Feb 18, 2017

SparkR with Visual Studio and RStudio





1. Introduction

I usually see many lovers of R in financial investment banks. If they have the capability of processing  'Big Data' by R that they loves, they may feel so happy :) SparkR makes it possible. In this article, I note how to enjoy SparkR.

・SparkR
 https://github.com/apache/spark/tree/master/R

SparkR is included in Apache Spark. I use RStudio and Visual Studio  as  IDE. The versions of Apache Spark, R, Visual Studio and RStudio are as follows.

Apache Spark 1.6.3
R 3.3.2
RStudio 1.0.136
Visual Studio Community 2015 Update 3 (Update 3 or later are necessary)

 

2. SparkR with IDE

I deployed  Spark 1.6.3 as follows and set SPARK_HOME to C:\enjyoyspace\spark-1.6.3. RStudio is often used in Executing SparkR as IDE. We can also use Visual Studio and there are many lovers of Visual Studio, So, I note how to execute SparkR with RStudio and Visual Studio.
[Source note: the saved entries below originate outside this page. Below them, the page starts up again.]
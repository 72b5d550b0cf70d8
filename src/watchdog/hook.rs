//! Plugin lifecycle hooks.
//!
//! Each hook is a small capability trait. A plugin exposes the hooks it
//! implements through the `as_*` accessors on [`Plugin`]; the rest default
//! to `None`, so a business that needs no `Transform` simply doesn't
//! provide one.
//!
//! ```text
//! startup:   AutoCheck -> AutoInit -> Mount           (fatal on error)
//! per file:  CheckFile -> Transform -> handler chain
//! on stat failure: Handle404Error
//! ```

use std::collections::BTreeMap;
use std::fmt;
use std::sync::Arc;

use crate::config::Settings;

use super::error::HookError;
use super::event::ChangeEvent;
use super::handler::{Handler, HandlerChain};
use super::record::FileRecord;
use super::rule::{Rule, WatchStrategy};

/// Names of the hook points, for logging and errors.
#[derive(Debug, Clone, Copy, PartialEq, Eq, Hash)]
pub enum Hook {
    AutoCheck,
    AutoInit,
    Mount,
    CheckFile,
    Transform,
    Handle404Error,
}

impl Hook {
    pub fn as_str(&self) -> &'static str {
        match self {
            Hook::AutoCheck => "AutoCheck",
            Hook::AutoInit => "AutoInit",
            Hook::Mount => "Mount",
            Hook::CheckFile => "CheckFile",
            Hook::Transform => "Transform",
            Hook::Handle404Error => "Handle404Error",
        }
    }
}

impl fmt::Display for Hook {
    fn fmt(&self, f: &mut fmt::Formatter<'_>) -> fmt::Result {
        f.write_str(self.as_str())
    }
}

/// Validate the plugin's configuration before anything is registered.
pub trait AutoCheck: Send + Sync {
    fn auto_check(&self, registrar: &mut Registrar) -> Result<(), HookError>;
}

/// Register rules, strategies and handlers.
pub trait AutoInit: Send + Sync {
    fn auto_init(&self, registrar: &mut Registrar) -> Result<(), HookError>;
}

/// Post-init customization.
pub trait Mount: Send + Sync {
    fn mount(&self, registrar: &mut Registrar) -> Result<(), HookError>;
}

/// Reject a file before anything is shipped.
pub trait CheckFile: Send + Sync {
    fn check_file(&self, ctx: &HookContext, record: &FileRecord) -> Result<(), HookError>;
}

/// Normalize a record in place.
pub trait Transform: Send + Sync {
    fn transform(&self, ctx: &HookContext, record: &mut FileRecord) -> Result<(), HookError>;
}

/// React to an event whose file could not be stat'ed or read.
pub trait Handle404Error: Send + Sync {
    fn handle_404(
        &self,
        ctx: &HookContext,
        event: &ChangeEvent,
        error: &std::io::Error,
    ) -> Result<(), HookError>;
}

/// A business module.
pub trait Plugin: Send + Sync {
    /// Business id this plugin serves.
    fn name(&self) -> &str;

    fn is_active(&self) -> bool {
        true
    }

    fn as_auto_check(&self) -> Option<&dyn AutoCheck> {
        None
    }

    fn as_auto_init(&self) -> Option<&dyn AutoInit> {
        None
    }

    fn as_mount(&self) -> Option<&dyn Mount> {
        None
    }

    fn as_check_file(&self) -> Option<&dyn CheckFile> {
        None
    }

    fn as_transform(&self) -> Option<&dyn Transform> {
        None
    }

    fn as_handle_404(&self) -> Option<&dyn Handle404Error> {
        None
    }
}

/// Read-only context for per-file hooks.
#[derive(Debug, Clone)]
pub struct HookContext {
    pub host_id: String,
}

impl HookContext {
    pub fn new(host_id: impl Into<String>) -> Self {
        Self {
            host_id: host_id.into(),
        }
    }
}

/// Mutable setup surface handed to the lifecycle hooks.
///
/// Everything registered here is frozen into the running pipeline once
/// `Mount` has completed.
pub struct Registrar {
    host_id: String,
    settings: Arc<Settings>,
    rules: BTreeMap<String, Rule>,
    strategies: BTreeMap<String, Vec<WatchStrategy>>,
    chains: BTreeMap<String, HandlerChain>,
}

impl Registrar {
    pub fn new(host_id: impl Into<String>, settings: Arc<Settings>) -> Self {
        Self {
            host_id: host_id.into(),
            settings,
            rules: BTreeMap::new(),
            strategies: BTreeMap::new(),
            chains: BTreeMap::new(),
        }
    }

    pub fn host(&self) -> &str {
        &self.host_id
    }

    pub fn settings(&self) -> &Settings {
        &self.settings
    }

    /// Register (or replace) the rule for `rule.business_id`.
    pub fn set_rule(&mut self, rule: Rule) {
        self.rules.insert(rule.business_id.clone(), rule);
    }

    pub fn set_watch_strategy(&mut self, business_id: &str, strategies: &[WatchStrategy]) {
        let mut list = strategies.to_vec();
        list.dedup();
        self.strategies.insert(business_id.to_string(), list);
    }

    pub fn add_handler(&mut self, business_id: &str, handler: Arc<dyn Handler>) {
        self.chains
            .entry(business_id.to_string())
            .or_default()
            .push(handler);
    }

    pub fn rule(&self, business_id: &str) -> Option<&Rule> {
        self.rules.get(business_id)
    }

    pub fn strategies(&self, business_id: &str) -> &[WatchStrategy] {
        self.strategies
            .get(business_id)
            .map(Vec::as_slice)
            .unwrap_or(&[])
    }

    pub fn chain(&self, business_id: &str) -> Option<&HandlerChain> {
        self.chains.get(business_id)
    }

    /// Business ids with a registered rule, in sorted order.
    pub fn businesses(&self) -> impl Iterator<Item = &str> {
        self.rules.keys().map(String::as_str)
    }

    pub(crate) fn into_parts(self) -> Registration {
        Registration {
            host_id: self.host_id,
            rules: self.rules,
            strategies: self.strategies,
            chains: self.chains,
        }
    }
}

/// Frozen output of the lifecycle hooks.
pub(crate) struct Registration {
    pub host_id: String,
    pub rules: BTreeMap<String, Rule>,
    pub strategies: BTreeMap<String, Vec<WatchStrategy>>,
    pub chains: BTreeMap<String, HandlerChain>,
}

/// Ordered set of active plugins.
#[derive(Default, Clone)]
pub struct HookRegistry {
    plugins: Vec<Arc<dyn Plugin>>,
}

impl HookRegistry {
    pub fn new() -> Self {
        Self::default()
    }

    /// Keep the active plugins, in the order given. Returns how many were kept.
    pub fn import(&mut self, plugins: impl IntoIterator<Item = Arc<dyn Plugin>>) -> usize {
        let before = self.plugins.len();
        for plugin in plugins {
            if plugin.is_active() {
                crate::debug_event!("hooks", "imported", "{}", plugin.name());
                self.plugins.push(plugin);
            } else {
                crate::log_event!("hooks", "skipped inactive plugin", "{}", plugin.name());
            }
        }
        self.plugins.len() - before
    }

    pub fn len(&self) -> usize {
        self.plugins.len()
    }

    pub fn is_empty(&self) -> bool {
        self.plugins.is_empty()
    }

    pub fn plugin_names(&self) -> Vec<&str> {
        self.plugins.iter().map(|p| p.name()).collect()
    }

    /// Invoke `hook` on every plugin implementing it, in import order.
    ///
    /// `call` returns `None` for plugins lacking the capability. The first
    /// error stops the remaining invocations. Returns the number of plugins
    /// invoked.
    pub fn trigger<F>(&self, hook: Hook, mut call: F) -> Result<usize, HookError>
    where
        F: FnMut(&dyn Plugin) -> Option<Result<(), HookError>>,
    {
        let mut invoked = 0;
        for plugin in &self.plugins {
            if let Some(result) = call(plugin.as_ref()) {
                invoked += 1;
                if let Err(e) = result {
                    crate::debug_event!("hooks", "aborted", "{hook} at {}: {e}", plugin.name());
                    return Err(e);
                }
            }
        }
        Ok(invoked)
    }

    pub fn auto_check(&self, registrar: &mut Registrar) -> Result<usize, HookError> {
        self.trigger(Hook::AutoCheck, |p| {
            p.as_auto_check().map(|h| h.auto_check(registrar))
        })
    }

    pub fn auto_init(&self, registrar: &mut Registrar) -> Result<usize, HookError> {
        self.trigger(Hook::AutoInit, |p| {
            p.as_auto_init().map(|h| h.auto_init(registrar))
        })
    }

    pub fn mount(&self, registrar: &mut Registrar) -> Result<usize, HookError> {
        self.trigger(Hook::Mount, |p| p.as_mount().map(|h| h.mount(registrar)))
    }

    /// Run the three startup hooks in order.
    pub fn run_lifecycle(&self, registrar: &mut Registrar) -> Result<(), HookError> {
        self.auto_check(registrar)?;
        self.auto_init(registrar)?;
        self.mount(registrar)?;
        Ok(())
    }

    pub fn check_file(&self, ctx: &HookContext, record: &FileRecord) -> Result<usize, HookError> {
        self.trigger(Hook::CheckFile, |p| {
            p.as_check_file().map(|h| h.check_file(ctx, record))
        })
    }

    pub fn transform(&self, ctx: &HookContext, record: &mut FileRecord) -> Result<usize, HookError> {
        self.trigger(Hook::Transform, |p| {
            p.as_transform().map(|h| h.transform(ctx, record))
        })
    }

    pub fn handle_404(
        &self,
        ctx: &HookContext,
        event: &ChangeEvent,
        error: &std::io::Error,
    ) -> Result<usize, HookError> {
        self.trigger(Hook::Handle404Error, |p| {
            p.as_handle_404().map(|h| h.handle_404(ctx, event, error))
        })
    }
}
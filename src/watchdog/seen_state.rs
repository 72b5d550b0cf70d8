//! Persisted "already seen" state.
//!
//! Maps absolute file paths to the modification time (and checksum) of the
//! last version that went through the whole handler chain. Both the poller
//! and the dispatcher consult it; only the dispatcher writes it, and only
//! after a fully successful chain.

use std::path::Path;

use chrono::{DateTime, Local, Utc};
use serde::{Deserialize, Serialize};

use super::error::StateError;

/// Value stored per path.
#[derive(Debug, Clone, PartialEq, Eq, Serialize, Deserialize)]
pub struct SeenEntry {
    pub modified: DateTime<Utc>,
    #[serde(default, skip_serializing_if = "Option::is_none")]
    pub checksum: Option<String>,
    pub marked_at: DateTime<Utc>,
}

/// Embedded key-value store backed by sled.
///
/// Cloning is cheap; clones share the same database handle.
#[derive(Clone)]
pub struct SeenState {
    db: sled::Db,
}

impl SeenState {
    /// Open or create the store under `dir`.
    pub fn open(dir: &Path) -> Result<Self, StateError> {
        let db = sled::open(dir.join("seen.db")).map_err(|source| StateError::Open {
            path: dir.to_path_buf(),
            source,
        })?;
        Ok(Self { db })
    }

    /// Throwaway store for tests and dry runs.
    pub fn temporary() -> Result<Self, StateError> {
        let db = sled::Config::new().temporary(true).open()?;
        Ok(Self { db })
    }

    pub fn get(&self, path: &Path) -> Result<Option<SeenEntry>, StateError> {
        let key = key_for(path);
        match self.db.get(key.as_bytes())? {
            Some(bytes) => serde_json::from_slice(&bytes)
                .map(Some)
                .map_err(|e| StateError::Corrupt {
                    key,
                    reason: e.to_string(),
                }),
            None => Ok(None),
        }
    }

    /// Whether `path` was last shipped with exactly this modification time.
    pub fn is_unchanged(&self, path: &Path, modified: DateTime<Local>) -> Result<bool, StateError> {
        Ok(self
            .get(path)?
            .is_some_and(|entry| entry.modified == modified))
    }

    /// Record a successful dispatch.
    pub fn mark(
        &self,
        path: &Path,
        modified: DateTime<Local>,
        checksum: Option<&str>,
    ) -> Result<(), StateError> {
        let entry = SeenEntry {
            modified: modified.with_timezone(&Utc),
            checksum: checksum.map(str::to_string),
            marked_at: Utc::now(),
        };
        let key = key_for(path);
        let value = serde_json::to_vec(&entry).map_err(|e| StateError::Corrupt {
            key: key.clone(),
            reason: e.to_string(),
        })?;
        self.db.insert(key.as_bytes(), value)?;
        Ok(())
    }

    /// Drop the entry for `path`; returns whether one existed.
    pub fn forget(&self, path: &Path) -> Result<bool, StateError> {
        Ok(self.db.remove(key_for(path).as_bytes())?.is_some())
    }

    pub fn len(&self) -> usize {
        self.db.len()
    }

    pub fn is_empty(&self) -> bool {
        self.db.is_empty()
    }

    pub fn flush(&self) -> Result<(), StateError> {
        self.db.flush()?;
        Ok(())
    }
}

fn key_for(path: &Path) -> String {
    path.to_string_lossy().into_owned()
}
C:\enjyoyspace\spark-1.6.3
    ├─bin
    ├─conf
    ├─data
    ├─ec2
    ├─examples
    ├─lib
    ├─licenses
    ├─python
    ├─R


2.1. Use RStudio

SparkR is loaded as follows. SparkR's APIs are so easy and kind for the lovers of R language. So, learning costs may be very low for them :)

library(SparkR, lib.loc = c(file.path(Sys.getenv("SPARK_HOME"), "R", "lib")))


The full source code is as follows :)

# load SparkR
library(SparkR, lib.loc = c(file.path(Sys.getenv("SPARK_HOME"), "R", "lib")))

sc <- sparkR.init(appName = "CalcProhitAndLoss")
sqlContext <- sparkRSQL.init(sc)

# create data frame (R)
shockedPV <- data.frame(date = c("20161001", "20161101", "20161224"), PV = c(10000000000, 10000001000, 10000002000))
nonShockedPV <- data.frame(date_nonShocked = c("20161001", "20161101", "20161224"), PV_nonShocked = c(9000000000, 9000001000, 9000002000))

# create data frame (SparkR) from data frame (R)
shockedPVforSparkR <- createDataFrame(sqlContext,shockedPV)
nonShockedPVforSparkR <- createDataFrame(sqlContext,nonShockedPV)

# join of RDDs
masterPV <- join(shockedPVforSparkR, nonShockedPVforSparkR, shockedPVforSparkR$date == nonShockedPVforSparkR$date_nonShocked)

# register table
registerTempTable(masterPV, "masterPV")

# SparkSQL
prohitAndLossForSparkR <- sql(sqlContext, "SELECT date, PV-PV_nonShocked AS prohit_and_loss FROM masterPV")

# collect query results
prohitAndLoss <- collect(prohitAndLossForSparkR)

# display collected results
print(prohitAndLoss)


2.2. Use Visual Studio Community

In the execution of SparkR with Visual Studio, it's necessary to install the following plugin.  The version of Visual Studio must be '2015 Update 3 or later'.

・R Tools for Visual Studio
 https://microsoft.github.io/RTVS-docs/

We are able to use the script described in 2.1. There is nothing to change :)


3. Execution Result

The execution result is as follows. The calculation results are noramlly computed :)

      date prohit_and_loss
1 20161224           1e+09
2 20161001           1e+09
3 20161101           1e+09


4. Conclusion

We can use an attractive tool 'SparkR' with Visual Studio or RStudio. If you use Visual Studio, the version of Visual Studio is '2015 Update 3 or later'.